Work task: Filter the listing below for "return" and report every line that has it.

Record set:

>>>>

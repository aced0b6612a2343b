use thiserror::Error;

pub type DocumentResult<T> = Result<T, DocumentError>;

/// Errors raised by the typed reads over an options document.
///
/// Absent keys are never errors; only a present value of the wrong JSON
/// type is.
#[derive(Debug, Error)]
pub enum DocumentError {
    #[error("expected {expected} at '{key}', found {found}")]
    TypeMismatch {
        key: String,
        expected: &'static str,
        found: &'static str,
    },
    #[error("options document must be a JSON object, found {found}")]
    NotAnObject { found: &'static str },
}
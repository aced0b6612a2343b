use jwt_options::JwtOptions;
use serde_json::json;

#[test]
fn build_scenario_projects_expected_shape() {
    let options = JwtOptions::new()
        .set_algorithm("RS256")
        .set_issuer("issuer.example")
        .add_audience("svc-a")
        .add_audience("svc-b")
        .set_expires_in_seconds(3600)
        .set_no_timestamp(false);

    let projection = serde_json::to_value(&options).expect("projection");
    assert_eq!(
        projection,
        json!({
            "algorithm": "RS256",
            "issuer": "issuer.example",
            "audience": ["svc-a", "svc-b"],
            "expiresInSeconds": 3600,
            "noTimestamp": false
        })
    );

    // Key order on the wire follows mutation order.
    let text = serde_json::to_string(&options).expect("wire text");
    assert_eq!(
        text,
        r#"{"algorithm":"RS256","issuer":"issuer.example","audience":["svc-a","svc-b"],"expiresInSeconds":3600,"noTimestamp":false}"#
    );
}

#[test]
fn parse_scenario_exposes_typed_views() {
    let text = r#"{"algorithm":"HS512","permissions":["read","write"],"header":{"kid":"key-1"}}"#;
    let options: JwtOptions = serde_json::from_str(text).expect("parse");

    assert_eq!(options.algorithm().expect("algorithm"), "HS512");
    assert_eq!(
        options.permissions().expect("permissions"),
        Some(vec!["read", "write"])
    );
    let header = options.header().expect("header").expect("present");
    assert_eq!(header.get("kid"), Some(&json!("key-1")));
    assert_eq!(options.subject().expect("subject"), None);
    assert!(!options.no_timestamp().expect("noTimestamp"));
}

#[test]
fn remove_scenario_leaves_an_empty_projection() {
    let options: JwtOptions =
        serde_json::from_str(r#"{"expiresInMinutes":5}"#).expect("parse");
    let options = options.set_expires_in_minutes(None);

    assert_eq!(serde_json::to_value(&options).expect("projection"), json!({}));
    assert_eq!(serde_json::to_string(&options).expect("wire text"), "{}");
}

#[test]
fn merge_by_add_builds_the_header() {
    let options = JwtOptions::new().add_header("typ", "JWT").add_header("kid", "k");

    let header = options.header().expect("header").expect("present");
    assert_eq!(header.len(), 2);
    assert_eq!(header.get("typ"), Some(&json!("JWT")));
    assert_eq!(header.get("kid"), Some(&json!("k")));

    assert_eq!(
        serde_json::to_string(&options).expect("wire text"),
        r#"{"header":{"typ":"JWT","kid":"k"}}"#
    );
}

#[test]
fn add_header_merges_into_a_parsed_header() {
    let options: JwtOptions =
        serde_json::from_str(r#"{"header":{"typ":"JWT"}}"#).expect("parse");
    let options = options.add_header("kid", "rotation-2");

    assert_eq!(
        serde_json::to_string(&options).expect("wire text"),
        r#"{"header":{"typ":"JWT","kid":"rotation-2"}}"#
    );
}

#[test]
fn wire_text_round_trip_is_lossless() {
    // Unrecognized keys and their positions survive a parse/serialize cycle.
    let text = r#"{"algorithm":"HS512","x-tenant":"acme","audience":["svc"],"rotation":{"next":"k2"}}"#;
    let options: JwtOptions = serde_json::from_str(text).expect("parse");
    assert_eq!(serde_json::to_string(&options).expect("wire text"), text);
}

#[test]
fn deserializer_rejects_non_objects() {
    let attempt: Result<JwtOptions, _> = serde_json::from_str(r#"["HS256"]"#);
    assert!(attempt.is_err());

    let attempt: Result<JwtOptions, _> = serde_json::from_str("42");
    assert!(attempt.is_err());
}
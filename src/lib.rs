pub mod document;
pub mod error;
pub mod options;

pub use error::{DocumentError, DocumentResult};
pub use options::{JwtOptions, DEFAULT_ALGORITHM};
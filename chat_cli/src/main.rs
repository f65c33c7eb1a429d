use anyhow::{bail, Result};
use clap::Parser;
use std::fmt::Debug;
use std::io::Write;
use tokio::io::{AsyncBufReadExt, BufReader};
use tracing::instrument;

#[derive(Parser, Debug)]
#[clap(
    author = "Alex Markov",
    version = "0.1.0",
    about = "Terminal client for the chat relay"
)]
struct Args {
    #[clap(short, long, env = "RELAY_ADDRESS", default_value = "127.0.0.1:8080")]
    relay_address: String,
    /// Send a single message and exit instead of reading stdin.
    #[clap(short, long)]
    message: Option<String>,
}

#[derive(serde::Deserialize, Debug, PartialEq)]
#[serde(rename_all = "lowercase")]
enum RelayResponse {
    Reply(String),
    Error(String),
}

struct HttpClient {
    client: reqwest::Client,
    url: String,
}
impl Debug for HttpClient {
    fn fmt(&self, f: &mut std::fmt::Formatter<'_>) -> std::fmt::Result {
        f.debug_struct("HttpClient")
            .field("url", &self.url)
            .finish()
    }
}

impl HttpClient {
    fn new(address: &str) -> Self {
        Self {
            client: reqwest::Client::new(),
            url: chat_url(address),
        }
    }

    // The relay answers failures with a JSON body too, so the status is not checked.
    async fn send_request(&self, json_data: serde_json::Value) -> Result<RelayResponse> {
        let text_response = self.client.post(&self.url).json(&json_data).send().await?;

        let response = text_response.json().await?;
        Ok(response)
    }
}

fn chat_url(address: &str) -> String {
    let address = address.trim_end_matches('/');
    if address.starts_with("http://") || address.starts_with("https://") {
        format!("{}/chat", address)
    } else {
        format!("http://{}/chat", address)
    }
}

#[tokio::main]
async fn main() -> Result<()> {
    tracing_subscriber::fmt()
        .with_writer(std::io::stderr)
        .with_max_level(tracing::Level::WARN)
        .init();

    let args = Args::parse();
    let client = HttpClient::new(&args.relay_address);

    if let Some(message) = args.message {
        return match msg_handler(&client, &message).await? {
            RelayResponse::Reply(reply) => {
                println!("{}", reply);
                Ok(())
            }
            RelayResponse::Error(error) => bail!("relay error: {}", error),
        };
    }

    eprintln!("Connected to {}. Type a message, Ctrl-D to quit.", client.url);
    let mut lines = BufReader::new(tokio::io::stdin()).lines();
    prompt()?;
    while let Some(line) = lines.next_line().await? {
        let text = line.trim();
        if !text.is_empty() {
            match msg_handler(&client, text).await {
                Ok(RelayResponse::Reply(reply)) => println!("{}", reply),
                Ok(RelayResponse::Error(error)) => eprintln!("relay error: {}", error),
                Err(e) => tracing::error!("Error sending message: {:?}", e),
            }
        }
        prompt()?;
    }
    Ok(())
}

fn prompt() -> Result<()> {
    print!("> ");
    std::io::stdout().flush()?;
    Ok(())
}

#[instrument(skip_all, fields(user_text, reply_kind))]
async fn msg_handler(client: &HttpClient, text: &str) -> Result<RelayResponse> {
    let span = tracing::Span::current();
    span.record("user_text", text);

    let response = client
        .send_request(serde_json::json!({"message": text}))
        .await?;

    let kind = match &response {
        RelayResponse::Reply(_) => "reply",
        RelayResponse::Error(_) => "error",
    };
    span.record("reply_kind", kind);

    tracing::debug!("SUCCESS");
    Ok(response)
}

#[cfg(test)]
mod tests {
    use super::*;

    #[test]
    fn parses_reply_and_error_bodies() {
        let reply: RelayResponse = serde_json::from_str(r#"{"reply": "hi"}"#).unwrap();
        assert_eq!(reply, RelayResponse::Reply("hi".to_string()));

        let error: RelayResponse =
            serde_json::from_str(r#"{"error": "connection error: refused"}"#).unwrap();
        assert_eq!(
            error,
            RelayResponse::Error("connection error: refused".to_string())
        );
    }

    #[test]
    fn rejects_body_without_known_key() {
        assert!(serde_json::from_str::<RelayResponse>(r#"{"answer": "hi"}"#).is_err());
    }

    #[test]
    fn builds_chat_url_from_address() {
        assert_eq!(chat_url("127.0.0.1:8080"), "http://127.0.0.1:8080/chat");
        assert_eq!(
            chat_url("https://relay.example.com/"),
            "https://relay.example.com/chat"
        );
    }
}
use crate::server::ServerConfig;
use responder_client::{
    local, openai, EchoResponder, LocalCompletionConfig, LocalCompletionResponder, OpenAiConfig,
    OpenAiResponder, Responder,
};

use axum::http::HeaderValue;
use clap::{Parser, ValueEnum};
use std::sync::Arc;
use std::time::Duration;
use thiserror::Error;

/// Value shipped in sample `.env` files; treated the same as a missing key.
const PLACEHOLDER_API_KEY: &str = "YOUR_API_KEY";

#[derive(ValueEnum, Debug, Clone, Copy, PartialEq, Eq)]
pub enum ResponderKind {
    /// Hosted OpenAI-compatible chat completions.
    Openai,
    /// Local completion server such as llama.cpp.
    Local,
    /// Replies with the message itself.
    Echo,
}

#[derive(Parser, Debug)]
#[clap(version, about = "Relays chat messages to a completion responder")]
pub struct Args {
    #[clap(short, long, env = "RELAY_ADDRESS", default_value = "127.0.0.1:8080")]
    pub address: String,
    #[clap(short, long, env = "RELAY_RESPONDER", value_enum, default_value = "openai")]
    pub responder: ResponderKind,
    #[clap(long, env = "OPENAI_API_KEY", hide_env_values = true)]
    pub openai_api_key: Option<String>,
    #[clap(long, env = "OPENAI_BASE_URL", default_value = openai::DEFAULT_BASE_URL)]
    pub openai_base_url: String,
    #[clap(short, long, env = "OPENAI_MODEL", default_value = openai::DEFAULT_MODEL)]
    pub model: String,
    #[clap(long, env = "RELAY_SYSTEM_PROMPT", default_value = openai::DEFAULT_SYSTEM_PROMPT)]
    pub system_prompt: String,
    #[clap(long, env = "LLAMA_CPP_URL", default_value = local::DEFAULT_URL)]
    pub local_url: String,
    #[clap(long, env = "RELAY_ECHO_PREFIX", default_value = "")]
    pub echo_prefix: String,
    #[clap(
        long,
        env = "CORS_ALLOWED_ORIGINS",
        value_delimiter = ',',
        default_value = "http://localhost:3000"
    )]
    pub allowed_origins: Vec<String>,
    #[clap(long, env = "RELAY_REQUEST_TIMEOUT")]
    pub request_timeout_secs: Option<u64>,
    /// Answer responder failures with 200 instead of 502/504.
    #[clap(long, env = "RELAY_LEGACY_ERROR_STATUS")]
    pub legacy_error_status: bool,
}

#[derive(Error, Debug, PartialEq, Eq)]
pub enum ConfigError {
    #[error("OPENAI_API_KEY is not set; the openai responder requires a provider credential")]
    MissingCredential,
    #[error("invalid CORS origin {0:?}")]
    InvalidOrigin(String),
}

#[derive(Debug, Clone)]
pub enum ResponderConfig {
    OpenAi(OpenAiConfig),
    Local(LocalCompletionConfig),
    Echo { prefix: String },
}

impl ResponderConfig {
    pub fn build(self) -> anyhow::Result<Arc<dyn Responder>> {
        let responder: Arc<dyn Responder> = match self {
            ResponderConfig::OpenAi(config) => Arc::new(OpenAiResponder::new(config)?),
            ResponderConfig::Local(config) => Arc::new(LocalCompletionResponder::new(config)?),
            ResponderConfig::Echo { prefix } => Arc::new(EchoResponder::new(prefix)),
        };
        Ok(responder)
    }
}

/// Validated startup configuration, built once and handed to the server.
#[derive(Debug, Clone)]
pub struct RelayConfig {
    pub address: String,
    pub responder: ResponderConfig,
    pub server: ServerConfig,
}

impl Args {
    pub fn into_config(self) -> Result<RelayConfig, ConfigError> {
        let timeout = self.request_timeout_secs.map(Duration::from_secs);

        let responder = match self.responder {
            ResponderKind::Openai => {
                let api_key = self
                    .openai_api_key
                    .map(|key| key.trim().to_string())
                    .filter(|key| !key.is_empty() && key != PLACEHOLDER_API_KEY)
                    .ok_or(ConfigError::MissingCredential)?;
                ResponderConfig::OpenAi(OpenAiConfig {
                    api_key,
                    base_url: self.openai_base_url,
                    model: self.model,
                    system_prompt: self.system_prompt,
                    timeout,
                })
            }
            ResponderKind::Local => ResponderConfig::Local(LocalCompletionConfig {
                url: self.local_url,
                timeout,
            }),
            ResponderKind::Echo => ResponderConfig::Echo {
                prefix: self.echo_prefix,
            },
        };

        let allowed_origins = self
            .allowed_origins
            .iter()
            .map(|origin| origin.trim())
            .filter(|origin| !origin.is_empty())
            .map(parse_origin)
            .collect::<Result<Vec<_>, _>>()?;

        Ok(RelayConfig {
            address: self.address,
            responder,
            server: ServerConfig {
                allowed_origins,
                legacy_error_status: self.legacy_error_status,
            },
        })
    }
}

fn parse_origin(origin: &str) -> Result<HeaderValue, ConfigError> {
    // A wildcard cannot be combined with credentialed CORS.
    if origin == "*" {
        return Err(ConfigError::InvalidOrigin(origin.to_string()));
    }
    HeaderValue::from_str(origin).map_err(|_| ConfigError::InvalidOrigin(origin.to_string()))
}

#[cfg(test)]
mod tests {
    use super::*;

    fn args(responder: ResponderKind, api_key: Option<&str>) -> Args {
        Args {
            address: "127.0.0.1:8080".to_string(),
            responder,
            openai_api_key: api_key.map(str::to_string),
            openai_base_url: openai::DEFAULT_BASE_URL.to_string(),
            model: openai::DEFAULT_MODEL.to_string(),
            system_prompt: openai::DEFAULT_SYSTEM_PROMPT.to_string(),
            local_url: local::DEFAULT_URL.to_string(),
            echo_prefix: String::new(),
            allowed_origins: vec!["http://localhost:3000".to_string()],
            request_timeout_secs: None,
            legacy_error_status: false,
        }
    }

    #[test]
    fn openai_without_credential_is_rejected() {
        let err = args(ResponderKind::Openai, None).into_config().unwrap_err();
        assert_eq!(err, ConfigError::MissingCredential);
    }

    #[test]
    fn blank_or_placeholder_credential_is_rejected() {
        for key in ["", "   ", "YOUR_API_KEY"] {
            let err = args(ResponderKind::Openai, Some(key))
                .into_config()
                .unwrap_err();
            assert_eq!(err, ConfigError::MissingCredential, "key {key:?}");
        }
    }

    #[test]
    fn openai_config_carries_credential_and_timeout() {
        let mut args = args(ResponderKind::Openai, Some("sk-live"));
        args.request_timeout_secs = Some(30);

        let config = args.into_config().unwrap();

        match config.responder {
            ResponderConfig::OpenAi(openai) => {
                assert_eq!(openai.api_key, "sk-live");
                assert_eq!(openai.model, "gpt-4");
                assert_eq!(openai.timeout, Some(Duration::from_secs(30)));
            }
            other => panic!("unexpected responder config: {other:?}"),
        }
    }

    #[test]
    fn local_and_echo_start_without_credential() {
        let config = args(ResponderKind::Local, None).into_config().unwrap();
        assert!(matches!(config.responder, ResponderConfig::Local(_)));

        let config = args(ResponderKind::Echo, None).into_config().unwrap();
        assert!(matches!(config.responder, ResponderConfig::Echo { .. }));
    }

    #[test]
    fn origins_are_parsed_and_wildcard_refused() {
        let mut ok = args(ResponderKind::Echo, None);
        ok.allowed_origins = vec![
            "http://localhost:3000".to_string(),
            " https://chat.example.com ".to_string(),
            "".to_string(),
        ];
        let config = ok.into_config().unwrap();
        assert_eq!(
            config.server.allowed_origins,
            vec![
                HeaderValue::from_static("http://localhost:3000"),
                HeaderValue::from_static("https://chat.example.com"),
            ]
        );

        let mut wildcard = args(ResponderKind::Echo, None);
        wildcard.allowed_origins = vec!["*".to_string()];
        assert_eq!(
            wildcard.into_config().unwrap_err(),
            ConfigError::InvalidOrigin("*".to_string())
        );
    }

    #[test]
    fn cli_flags_select_responder() {
        let args = Args::try_parse_from([
            "relay",
            "--responder",
            "echo",
            "--echo-prefix",
            "Echo: ",
            "--allowed-origins",
            "http://a.test,http://b.test",
        ])
        .unwrap();

        assert_eq!(args.responder, ResponderKind::Echo);
        assert_eq!(args.echo_prefix, "Echo: ");
        assert_eq!(args.allowed_origins, vec!["http://a.test", "http://b.test"]);
    }
}
pub mod config;
pub mod processor;
pub mod server;

#[derive(serde::Deserialize, Debug, Clone)]
pub struct ChatRequest {
    pub message: String,
}

/// Body of every `/chat` response: `{"reply": ...}` or `{"error": ...}`.
#[derive(serde::Serialize, serde::Deserialize, Debug, Clone, PartialEq, Eq)]
#[serde(rename_all = "lowercase")]
pub enum ChatResponse {
    Reply(String),
    Error(String),
}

<<<<

Your solution:
        return match msg_handler(&client, &message).await? {
        return Err(ConfigError::InvalidOrigin(origin.to_string()));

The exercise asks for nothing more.